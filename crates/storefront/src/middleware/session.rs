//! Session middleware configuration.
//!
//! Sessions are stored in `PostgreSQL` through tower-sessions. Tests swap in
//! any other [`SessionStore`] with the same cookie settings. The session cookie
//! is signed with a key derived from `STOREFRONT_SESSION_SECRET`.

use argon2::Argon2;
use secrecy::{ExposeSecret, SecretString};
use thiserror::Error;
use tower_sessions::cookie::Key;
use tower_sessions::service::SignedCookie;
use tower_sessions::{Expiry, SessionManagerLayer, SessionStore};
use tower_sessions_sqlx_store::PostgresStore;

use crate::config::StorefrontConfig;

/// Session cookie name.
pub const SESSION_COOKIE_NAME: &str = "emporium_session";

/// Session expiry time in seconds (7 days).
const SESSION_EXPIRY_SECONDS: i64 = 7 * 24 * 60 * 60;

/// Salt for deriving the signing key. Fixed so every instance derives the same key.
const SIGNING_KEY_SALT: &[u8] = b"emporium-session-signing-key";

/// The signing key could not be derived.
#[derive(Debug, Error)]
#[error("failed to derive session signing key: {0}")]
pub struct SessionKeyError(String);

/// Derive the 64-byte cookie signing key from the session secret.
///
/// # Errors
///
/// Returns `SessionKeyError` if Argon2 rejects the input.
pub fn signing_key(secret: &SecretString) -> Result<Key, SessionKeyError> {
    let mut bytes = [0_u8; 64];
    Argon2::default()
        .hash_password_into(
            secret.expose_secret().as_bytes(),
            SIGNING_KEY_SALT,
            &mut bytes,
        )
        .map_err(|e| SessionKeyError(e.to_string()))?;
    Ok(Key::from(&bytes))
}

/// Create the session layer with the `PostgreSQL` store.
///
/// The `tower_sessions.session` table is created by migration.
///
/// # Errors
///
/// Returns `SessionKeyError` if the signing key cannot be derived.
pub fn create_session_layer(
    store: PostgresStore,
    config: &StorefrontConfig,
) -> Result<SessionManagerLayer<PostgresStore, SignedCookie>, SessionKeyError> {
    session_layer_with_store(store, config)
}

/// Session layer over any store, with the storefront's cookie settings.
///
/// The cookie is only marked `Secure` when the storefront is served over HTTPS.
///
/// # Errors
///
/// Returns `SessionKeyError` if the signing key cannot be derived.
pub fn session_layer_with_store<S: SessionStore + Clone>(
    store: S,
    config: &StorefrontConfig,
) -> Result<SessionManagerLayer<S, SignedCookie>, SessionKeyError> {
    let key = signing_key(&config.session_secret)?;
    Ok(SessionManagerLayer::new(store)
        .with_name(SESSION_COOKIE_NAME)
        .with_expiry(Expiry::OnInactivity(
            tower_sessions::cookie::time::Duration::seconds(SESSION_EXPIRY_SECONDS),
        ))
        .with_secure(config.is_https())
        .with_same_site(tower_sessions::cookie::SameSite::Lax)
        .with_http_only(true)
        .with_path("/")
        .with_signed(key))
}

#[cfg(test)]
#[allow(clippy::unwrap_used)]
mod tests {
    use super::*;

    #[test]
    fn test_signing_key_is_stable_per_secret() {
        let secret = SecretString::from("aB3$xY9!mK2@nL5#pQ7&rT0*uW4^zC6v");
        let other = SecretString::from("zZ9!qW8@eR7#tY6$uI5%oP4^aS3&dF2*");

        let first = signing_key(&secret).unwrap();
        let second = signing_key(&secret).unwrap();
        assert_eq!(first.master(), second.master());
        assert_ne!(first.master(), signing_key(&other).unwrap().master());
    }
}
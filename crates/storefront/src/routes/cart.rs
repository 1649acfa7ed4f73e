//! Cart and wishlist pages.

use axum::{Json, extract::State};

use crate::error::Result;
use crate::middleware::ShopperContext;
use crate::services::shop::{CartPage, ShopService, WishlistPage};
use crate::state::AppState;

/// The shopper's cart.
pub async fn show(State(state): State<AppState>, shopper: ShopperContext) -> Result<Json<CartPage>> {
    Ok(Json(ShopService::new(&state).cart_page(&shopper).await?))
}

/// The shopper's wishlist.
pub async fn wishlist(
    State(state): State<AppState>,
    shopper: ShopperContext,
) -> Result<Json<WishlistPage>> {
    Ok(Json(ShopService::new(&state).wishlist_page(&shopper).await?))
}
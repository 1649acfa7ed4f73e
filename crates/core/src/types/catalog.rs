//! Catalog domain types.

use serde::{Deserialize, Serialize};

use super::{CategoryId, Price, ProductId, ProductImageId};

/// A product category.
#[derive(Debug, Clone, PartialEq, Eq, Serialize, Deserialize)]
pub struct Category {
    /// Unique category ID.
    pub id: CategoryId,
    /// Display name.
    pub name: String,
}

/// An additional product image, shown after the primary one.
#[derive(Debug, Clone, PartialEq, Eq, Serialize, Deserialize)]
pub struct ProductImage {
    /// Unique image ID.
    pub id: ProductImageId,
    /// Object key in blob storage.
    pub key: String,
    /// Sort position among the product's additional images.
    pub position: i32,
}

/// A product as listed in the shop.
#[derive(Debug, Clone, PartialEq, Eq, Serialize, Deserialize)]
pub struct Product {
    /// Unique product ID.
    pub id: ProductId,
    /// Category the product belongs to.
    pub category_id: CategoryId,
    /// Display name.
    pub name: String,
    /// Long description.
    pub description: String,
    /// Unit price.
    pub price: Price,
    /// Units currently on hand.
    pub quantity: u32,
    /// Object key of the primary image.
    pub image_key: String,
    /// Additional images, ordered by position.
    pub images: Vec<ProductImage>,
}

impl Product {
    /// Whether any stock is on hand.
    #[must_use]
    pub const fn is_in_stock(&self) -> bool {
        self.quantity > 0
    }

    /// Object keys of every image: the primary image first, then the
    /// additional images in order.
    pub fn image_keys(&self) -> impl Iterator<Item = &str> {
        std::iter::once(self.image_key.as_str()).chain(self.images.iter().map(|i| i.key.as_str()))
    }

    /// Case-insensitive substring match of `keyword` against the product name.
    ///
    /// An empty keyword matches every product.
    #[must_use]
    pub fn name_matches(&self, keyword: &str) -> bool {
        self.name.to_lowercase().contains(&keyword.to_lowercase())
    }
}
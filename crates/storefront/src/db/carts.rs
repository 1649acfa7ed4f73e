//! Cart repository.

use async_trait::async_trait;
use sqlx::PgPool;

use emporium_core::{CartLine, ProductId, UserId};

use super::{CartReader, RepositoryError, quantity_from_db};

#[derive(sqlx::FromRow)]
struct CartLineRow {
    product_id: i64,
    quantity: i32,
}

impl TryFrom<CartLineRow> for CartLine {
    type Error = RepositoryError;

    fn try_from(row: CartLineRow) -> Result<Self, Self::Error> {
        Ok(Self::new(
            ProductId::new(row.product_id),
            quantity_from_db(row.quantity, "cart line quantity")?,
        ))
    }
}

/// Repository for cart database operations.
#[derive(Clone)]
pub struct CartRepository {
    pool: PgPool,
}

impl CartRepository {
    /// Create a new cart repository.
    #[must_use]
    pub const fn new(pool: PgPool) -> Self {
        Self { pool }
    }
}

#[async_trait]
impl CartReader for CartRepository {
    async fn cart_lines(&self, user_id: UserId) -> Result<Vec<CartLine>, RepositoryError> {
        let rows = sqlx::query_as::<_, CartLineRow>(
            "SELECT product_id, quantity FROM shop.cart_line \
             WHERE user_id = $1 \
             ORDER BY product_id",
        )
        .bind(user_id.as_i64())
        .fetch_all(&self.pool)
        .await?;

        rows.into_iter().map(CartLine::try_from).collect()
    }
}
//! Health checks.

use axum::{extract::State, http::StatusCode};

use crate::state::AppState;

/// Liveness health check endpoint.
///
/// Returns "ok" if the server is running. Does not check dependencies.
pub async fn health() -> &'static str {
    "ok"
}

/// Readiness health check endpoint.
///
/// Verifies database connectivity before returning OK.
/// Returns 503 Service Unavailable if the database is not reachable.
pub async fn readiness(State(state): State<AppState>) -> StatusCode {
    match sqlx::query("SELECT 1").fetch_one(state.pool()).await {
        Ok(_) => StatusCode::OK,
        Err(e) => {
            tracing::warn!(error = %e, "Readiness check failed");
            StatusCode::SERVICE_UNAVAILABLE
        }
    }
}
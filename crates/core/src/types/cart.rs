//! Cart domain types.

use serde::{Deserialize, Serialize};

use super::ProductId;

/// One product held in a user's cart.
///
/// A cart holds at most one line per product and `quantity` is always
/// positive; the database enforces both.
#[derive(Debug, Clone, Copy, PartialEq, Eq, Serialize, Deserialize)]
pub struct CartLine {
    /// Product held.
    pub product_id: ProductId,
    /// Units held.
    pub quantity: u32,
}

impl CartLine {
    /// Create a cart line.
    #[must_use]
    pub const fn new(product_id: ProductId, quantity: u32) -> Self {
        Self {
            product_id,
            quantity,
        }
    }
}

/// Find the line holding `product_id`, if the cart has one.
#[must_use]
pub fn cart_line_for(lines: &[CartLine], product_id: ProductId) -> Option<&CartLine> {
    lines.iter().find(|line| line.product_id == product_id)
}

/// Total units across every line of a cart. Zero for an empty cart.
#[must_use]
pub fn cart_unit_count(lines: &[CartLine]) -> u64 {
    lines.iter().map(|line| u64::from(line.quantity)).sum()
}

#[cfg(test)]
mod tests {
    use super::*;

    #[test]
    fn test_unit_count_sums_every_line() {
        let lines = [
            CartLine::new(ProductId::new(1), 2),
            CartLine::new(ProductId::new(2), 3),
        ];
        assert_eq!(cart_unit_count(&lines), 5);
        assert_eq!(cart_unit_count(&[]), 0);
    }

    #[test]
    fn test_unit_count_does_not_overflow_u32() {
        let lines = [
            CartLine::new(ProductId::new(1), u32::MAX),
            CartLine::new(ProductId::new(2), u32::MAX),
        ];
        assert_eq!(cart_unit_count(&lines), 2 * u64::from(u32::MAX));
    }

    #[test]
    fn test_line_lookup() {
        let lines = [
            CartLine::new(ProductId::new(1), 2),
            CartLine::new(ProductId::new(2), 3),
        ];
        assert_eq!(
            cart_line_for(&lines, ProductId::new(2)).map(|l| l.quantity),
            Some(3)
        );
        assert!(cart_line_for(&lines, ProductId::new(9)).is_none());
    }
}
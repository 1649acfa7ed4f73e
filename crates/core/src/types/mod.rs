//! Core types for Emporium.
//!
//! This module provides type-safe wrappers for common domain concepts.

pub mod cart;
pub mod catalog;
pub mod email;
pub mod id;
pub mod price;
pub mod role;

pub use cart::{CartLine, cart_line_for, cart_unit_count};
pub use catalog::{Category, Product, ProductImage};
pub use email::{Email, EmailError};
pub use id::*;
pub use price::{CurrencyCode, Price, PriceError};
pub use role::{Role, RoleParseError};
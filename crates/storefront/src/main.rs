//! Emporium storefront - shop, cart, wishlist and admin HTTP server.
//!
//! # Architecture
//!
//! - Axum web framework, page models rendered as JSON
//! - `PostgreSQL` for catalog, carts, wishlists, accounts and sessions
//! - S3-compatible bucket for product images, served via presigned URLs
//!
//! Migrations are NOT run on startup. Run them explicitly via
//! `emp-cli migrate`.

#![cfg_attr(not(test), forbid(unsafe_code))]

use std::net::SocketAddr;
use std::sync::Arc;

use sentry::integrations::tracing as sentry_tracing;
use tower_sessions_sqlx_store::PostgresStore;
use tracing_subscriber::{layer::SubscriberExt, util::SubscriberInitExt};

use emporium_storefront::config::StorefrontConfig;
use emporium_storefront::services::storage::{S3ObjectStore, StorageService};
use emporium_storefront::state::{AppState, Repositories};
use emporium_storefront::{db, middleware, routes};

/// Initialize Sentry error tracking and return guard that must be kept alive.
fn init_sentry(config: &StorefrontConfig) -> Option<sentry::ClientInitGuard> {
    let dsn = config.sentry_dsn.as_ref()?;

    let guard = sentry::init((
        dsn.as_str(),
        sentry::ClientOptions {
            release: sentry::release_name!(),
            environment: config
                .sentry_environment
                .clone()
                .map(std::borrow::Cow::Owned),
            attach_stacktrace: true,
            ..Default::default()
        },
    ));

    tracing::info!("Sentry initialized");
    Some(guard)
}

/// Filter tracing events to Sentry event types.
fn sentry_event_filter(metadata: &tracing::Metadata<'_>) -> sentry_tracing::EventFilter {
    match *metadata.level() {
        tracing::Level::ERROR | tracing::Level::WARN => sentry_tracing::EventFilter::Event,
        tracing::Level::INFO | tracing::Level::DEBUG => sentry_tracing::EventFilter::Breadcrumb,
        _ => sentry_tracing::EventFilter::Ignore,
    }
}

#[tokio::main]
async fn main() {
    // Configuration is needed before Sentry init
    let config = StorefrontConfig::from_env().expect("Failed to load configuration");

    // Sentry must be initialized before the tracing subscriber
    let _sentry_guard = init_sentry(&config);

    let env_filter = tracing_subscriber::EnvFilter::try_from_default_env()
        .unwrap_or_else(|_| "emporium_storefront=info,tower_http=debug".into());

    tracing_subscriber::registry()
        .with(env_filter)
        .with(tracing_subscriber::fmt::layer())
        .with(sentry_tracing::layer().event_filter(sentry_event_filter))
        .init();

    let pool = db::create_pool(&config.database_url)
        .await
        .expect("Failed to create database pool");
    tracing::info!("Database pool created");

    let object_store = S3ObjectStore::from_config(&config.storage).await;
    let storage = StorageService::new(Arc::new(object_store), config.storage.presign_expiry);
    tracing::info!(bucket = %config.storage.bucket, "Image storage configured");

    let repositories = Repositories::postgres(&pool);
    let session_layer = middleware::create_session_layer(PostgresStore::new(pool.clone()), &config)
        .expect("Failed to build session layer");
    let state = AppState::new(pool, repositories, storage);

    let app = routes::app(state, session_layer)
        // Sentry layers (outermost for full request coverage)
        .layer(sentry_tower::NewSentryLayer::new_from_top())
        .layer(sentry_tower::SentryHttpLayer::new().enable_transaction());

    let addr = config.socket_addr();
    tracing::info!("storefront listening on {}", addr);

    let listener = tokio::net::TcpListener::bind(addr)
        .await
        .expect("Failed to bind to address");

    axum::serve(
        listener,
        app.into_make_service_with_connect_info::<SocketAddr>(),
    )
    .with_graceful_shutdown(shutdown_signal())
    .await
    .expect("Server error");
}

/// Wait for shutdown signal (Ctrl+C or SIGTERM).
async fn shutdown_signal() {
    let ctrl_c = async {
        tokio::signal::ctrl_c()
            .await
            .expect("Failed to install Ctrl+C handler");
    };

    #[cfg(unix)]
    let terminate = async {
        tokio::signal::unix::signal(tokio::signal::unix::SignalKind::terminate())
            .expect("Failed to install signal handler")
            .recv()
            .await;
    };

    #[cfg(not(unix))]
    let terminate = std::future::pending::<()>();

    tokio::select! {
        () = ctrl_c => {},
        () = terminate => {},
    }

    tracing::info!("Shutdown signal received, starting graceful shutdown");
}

Exercise
Copy every line of the data above in which the string "super" appears.

The completed task
    use super::*;
use super::{CategoryId, Price, ProductId, ProductImageId};
use super::{CartReader, RepositoryError, quantity_from_db};
use super::ProductId;
    use super::*;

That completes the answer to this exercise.